When he opens it Sherlock’s tongue slides gently inside, tasting, probing. Sherlock sighs, and it is _beautiful_ and Greg shivers. The hands slide slower, over Greg’s shoulders, over his arms, his hips.  
They stop at the belt, the finger ghost over the buckle. It gets opened surprisingly quickly.  
A hand works its way inside Greg’s trousers. It’s like being splashed with a bucket of cold water.

“Wait,” Greg says, dazed, pulling away. Sherlock hands frame his face again, try to pull him back. “Sherlock, _wait_.”

Sherlock stops. He looks annoyed, then confused, and then, for a brief second, Greg sees a flicker of panic in those grey eyes. Sherlock drops his hands as if burnt by Greg’s skin.

“What—what the hell was that?” Greg asks, and regrets his words almost immediately because oh, that was the wrong thing to say, he can tell, he can see it from the way Sherlock’s body stiffens and his face closes off, but it’s too late to take it back now. “What are you doing?”

“Nothing you don’t want me to do,” Sherlock says, and the arrogant edge his back in his tone, Greg hadn’t even noticed how tentative he sounded before. “So don’t pretend otherwise.”

That’s the truth, that’s the absolute truth – isn’t it always, with him? – but that’s _so_ not the point.

“If this is some skewed way of thanking me for letting you in,” Greg says, “there’s no need.”

He might as well have slapped him, he can see the way he flinches and it makes him feel a bit sick, but maybe it’s for the best, yes, probably better this way.

“If anything you’re the one who should thank me,” Sherlock spats, taking a step back. “Detective Inspector.”

Greg sighs, runs a hand through is hair. “Well, I did thank you, if I recall correctly.
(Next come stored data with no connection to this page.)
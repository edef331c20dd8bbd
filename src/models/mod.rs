//! Timetabling domain models.
//!
//! Entity catalogs (subjects, teachers, classrooms, time slots) and the
//! solution types produced by the engine and checked by the validator.
//!
//! # Domain Mappings
//!
//! | u-timetable | Generic scheduling |
//! |-------------|--------------------|
//! | Subject | Task with N identical activities |
//! | Teacher | Human resource with skills |
//! | Classroom | Primary resource with type + capacity |
//! | TimeSlot | Discrete time bucket |
//! | ScheduleEntry | Assignment |

mod availability;
mod classroom;
mod schedule;
mod subject;
mod teacher;
mod time_slot;

pub use availability::{Availability, WeeklyWindow};
pub use classroom::{Classroom, Feature, RoomStatus, RoomType};
pub use schedule::{Conflict, ConflictKind, Schedule, ScheduleEntry, UnscheduledSession};
pub use subject::{Priority, Subject, SubjectCategory};
pub use teacher::{Teacher, TeacherStatus};
pub use time_slot::{generate_slots, Day, SlotId, TimeSlot};

pub(crate) use time_slot::{daily_layout, minute_of_day};
//! Schedule (solution) model.
//!
//! A schedule is an ordered list of (subject, teacher, classroom, slot)
//! entries. Insertion order carries no meaning but is preserved so that
//! output is stable. Sessions the engine could not place are reported
//! separately as [`UnscheduledSession`]s, and invariant breaches found by
//! the validator as [`Conflict`]s.

use serde::{Deserialize, Deserializer, Serialize};

use super::SlotId;

/// One scheduled session.
///
/// Identifiers are upper case whether the entry is built with
/// [`ScheduleEntry::new`] or deserialized.
#[derive(Debug, Clone, PartialEq, Eq, Hash, Serialize, Deserialize)]
pub struct ScheduleEntry {
    /// Subject code.
    #[serde(deserialize_with = "upper_case")]
    pub subject: String,
    /// Teacher employee code.
    #[serde(deserialize_with = "upper_case")]
    pub teacher: String,
    /// Classroom room number.
    #[serde(deserialize_with = "upper_case")]
    pub classroom: String,
    /// Time slot id.
    pub slot: SlotId,
}

impl ScheduleEntry {
    /// Creates a new entry. Identifiers are normalized to upper case.
    pub fn new(
        subject: impl Into<String>,
        teacher: impl Into<String>,
        classroom: impl Into<String>,
        slot: SlotId,
    ) -> Self {
        Self {
            subject: subject.into().to_uppercase(),
            teacher: teacher.into().to_uppercase(),
            classroom: classroom.into().to_uppercase(),
            slot,
        }
    }
}

fn upper_case<'de, D: Deserializer<'de>>(d: D) -> Result<String, D::Error> {
    String::deserialize(d).map(|s| s.to_uppercase())
}

/// An ordered collection of schedule entries.
#[derive(Debug, Clone, Default, PartialEq, Eq, Serialize, Deserialize)]
pub struct Schedule {
    /// Entries in insertion order.
    pub entries: Vec<ScheduleEntry>,
}

impl Schedule {
    /// Creates an empty schedule.
    pub fn new() -> Self {
        Self::default()
    }

    /// Appends an entry.
    pub fn push(&mut self, entry: ScheduleEntry) {
        self.entries.push(entry);
    }

    /// Inserts an entry at a position (clamped to the end).
    pub fn insert(&mut self, index: usize, entry: ScheduleEntry) {
        let index = index.min(self.entries.len());
        self.entries.insert(index, entry);
    }

    /// Removes the entry at a position.
    pub fn remove(&mut self, index: usize) -> Option<ScheduleEntry> {
        (index < self.entries.len()).then(|| self.entries.remove(index))
    }

    /// Entry at a position.
    pub fn get(&self, index: usize) -> Option<&ScheduleEntry> {
        self.entries.get(index)
    }

    /// Number of entries.
    pub fn len(&self) -> usize {
        self.entries.len()
    }

    /// Whether the schedule is empty.
    pub fn is_empty(&self) -> bool {
        self.entries.is_empty()
    }

    /// Iterates over entries in order.
    pub fn iter(&self) -> std::slice::Iter<'_, ScheduleEntry> {
        self.entries.iter()
    }

    /// Removes every entry.
    pub fn clear(&mut self) {
        self.entries.clear();
    }

    /// Number of sessions of a subject.
    pub fn sessions_of(&self, subject: &str) -> usize {
        self.entries.iter().filter(|e| e.subject == subject).count()
    }

    /// Entries for a subject.
    pub fn entries_for_subject(&self, subject: &str) -> Vec<&ScheduleEntry> {
        self.entries.iter().filter(|e| e.subject == subject).collect()
    }

    /// Entries for a teacher.
    pub fn entries_for_teacher(&self, teacher: &str) -> Vec<&ScheduleEntry> {
        self.entries.iter().filter(|e| e.teacher == teacher).collect()
    }

    /// Entries for a classroom.
    pub fn entries_for_classroom(&self, classroom: &str) -> Vec<&ScheduleEntry> {
        self.entries
            .iter()
            .filter(|e| e.classroom == classroom)
            .collect()
    }

    /// Entries in a slot.
    pub fn entries_in_slot(&self, slot: SlotId) -> Vec<&ScheduleEntry> {
        self.entries.iter().filter(|e| e.slot == slot).collect()
    }
}

impl<'a> IntoIterator for &'a Schedule {
    type Item = &'a ScheduleEntry;
    type IntoIter = std::slice::Iter<'a, ScheduleEntry>;

    fn into_iter(self) -> Self::IntoIter {
        self.entries.iter()
    }
}

/// Required sessions of a subject the engine could not place.
#[derive(Debug, Clone, PartialEq, Eq, Serialize, Deserialize)]
pub struct UnscheduledSession {
    /// Subject code.
    pub subject: String,
    /// Number of sessions still missing.
    pub missing: u32,
}

impl UnscheduledSession {
    /// Creates a new report line.
    pub fn new(subject: impl Into<String>, missing: u32) -> Self {
        Self {
            subject: subject.into(),
            missing,
        }
    }
}

/// Schedule invariant that a conflict breaches.
#[derive(Debug, Clone, Copy, PartialEq, Eq, Hash, Serialize, Deserialize)]
pub enum ConflictKind {
    /// Teacher booked twice in overlapping slots.
    TeacherDoubleBooked,
    /// Classroom booked twice in overlapping slots.
    ClassroomDoubleBooked,
    /// Teacher not qualified for the subject.
    UnqualifiedTeacher,
    /// Room type, capacity or features do not suit the subject.
    RoomMismatch,
    /// Slot length does not fit the session length.
    DurationMismatch,
    /// Scheduled + reported-unscheduled sessions differ from the requirement.
    SessionCountMismatch,
    /// Teacher's weekly load above the cap.
    WeeklyHoursExceeded,
    /// Teacher's consecutive run above the cap.
    ConsecutiveHoursExceeded,
    /// Teacher or classroom booked outside its availability.
    ResourceUnavailable,
    /// Entry references an unknown subject, teacher, classroom or slot.
    UnknownReference,
}

/// A detected invariant violation.
#[derive(Debug, Clone, PartialEq, Eq, Serialize, Deserialize)]
pub struct Conflict {
    /// Violated invariant.
    pub kind: ConflictKind,
    /// Positions of the offending entries in the schedule.
    pub entries: Vec<usize>,
    /// Main entity involved (subject, teacher or classroom id).
    pub entity_id: String,
    /// Human-readable description.
    pub message: String,
}

impl Conflict {
    /// Creates a conflict.
    pub fn new(
        kind: ConflictKind,
        entries: Vec<usize>,
        entity_id: impl Into<String>,
        message: impl Into<String>,
    ) -> Self {
        Self {
            kind,
            entries,
            entity_id: entity_id.into(),
            message: message.into(),
        }
    }

    /// Whether the conflict names a given entry position.
    pub fn involves(&self, index: usize) -> bool {
        self.entries.contains(&index)
    }
}

#[cfg(test)]
mod tests {
    use super::*;

    fn sample_schedule() -> Schedule {
        let mut s = Schedule::new();
        s.push(ScheduleEntry::new("math", "t1", "r1", 0));
        s.push(ScheduleEntry::new("MATH", "T1", "R2", 1));
        s.push(ScheduleEntry::new("PHY", "T2", "R1", 1));
        s
    }

    #[test]
    fn test_entry_normalizes_ids() {
        let e = ScheduleEntry::new("math", "t1", "r-1", 3);
        assert_eq!(e.subject, "MATH");
        assert_eq!(e.teacher, "T1");
        assert_eq!(e.classroom, "R-1");
    }

    #[test]
    fn test_deserialized_entry_normalizes_ids() {
        let e: ScheduleEntry = serde_json::from_str(
            r#"{"subject":"math","teacher":"t1","classroom":"r-1","slot":3}"#,
        )
        .unwrap();
        assert_eq!(e, ScheduleEntry::new("MATH", "T1", "R-1", 3));

        let s: Schedule = serde_json::from_str(
            r#"{"entries":[{"subject":"phy","teacher":"T2","classroom":"r1","slot":0}]}"#,
        )
        .unwrap();
        assert_eq!(s.sessions_of("PHY"), 1);
        assert_eq!(s.entries_for_classroom("R1").len(), 1);
    }

    #[test]
    fn test_queries() {
        let s = sample_schedule();
        assert_eq!(s.len(), 3);
        assert_eq!(s.sessions_of("MATH"), 2);
        assert_eq!(s.entries_for_teacher("T1").len(), 2);
        assert_eq!(s.entries_for_classroom("R1").len(), 2);
        assert_eq!(s.entries_in_slot(1).len(), 2);
        assert_eq!(s.entries_for_subject("PHY")[0].teacher, "T2");
    }

    #[test]
    fn test_remove_and_insert_preserve_order() {
        let mut s = sample_schedule();
        let removed = s.remove(1).unwrap();
        assert_eq!(s.len(), 2);
        assert!(s.remove(5).is_none());

        s.insert(1, removed.clone());
        assert_eq!(s, sample_schedule());

        s.insert(99, removed);
        assert_eq!(s.len(), 4);
    }

    #[test]
    fn test_conflict_involves() {
        let c = Conflict::new(
            ConflictKind::TeacherDoubleBooked,
            vec![0, 2],
            "T1",
            "double booked",
        );
        assert!(c.involves(2));
        assert!(!c.involves(1));
    }

    #[test]
    fn test_schedule_json_shape() {
        let s = sample_schedule();
        let json = serde_json::to_value(&s).unwrap();
        assert_eq!(json["entries"][0]["subject"], "MATH");
        assert_eq!(json["entries"][2]["slot"], 1);
    }
}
You didn’t seem that interested.”

They stand one in front of the other, and Greg breaks the silence before it becomes too awkward to stand. “It’s late, Sherlock. And you’re clearly not quite yourself tonight. You’d better go home.”

Sherlock snorts, turns back without a word, goes to the door. Greg stops him before he can put his hand on the handle.

“I don’t care what you do with the idle time you’ve got on your hands, Sherlock,” he states. Which isn’t exactly true but some things are not his place to say. “But show up on another crime scene – or in my flat, for that matter – high as kite and I will arrest you. And then there will be no more playing the little detective.”

“What a terrible loss for your career that would be,” Sherlock says.

“Oh, _I_ can survive,” Greg replies, and he’s sure Sherlock can notice the emphasis he deliberately put on that ‘I’, because a corner of his mouth quirks in wry amusement.

“Indeed.” The door opens, and Sherlock stands in the doorway. “Then I guess we’ll be seeing each other,” he adds quietly, and with that he’s out of the flat.

**Author's Note:**

> Un-beta'd, and I'm not a native speaker. I know it shows.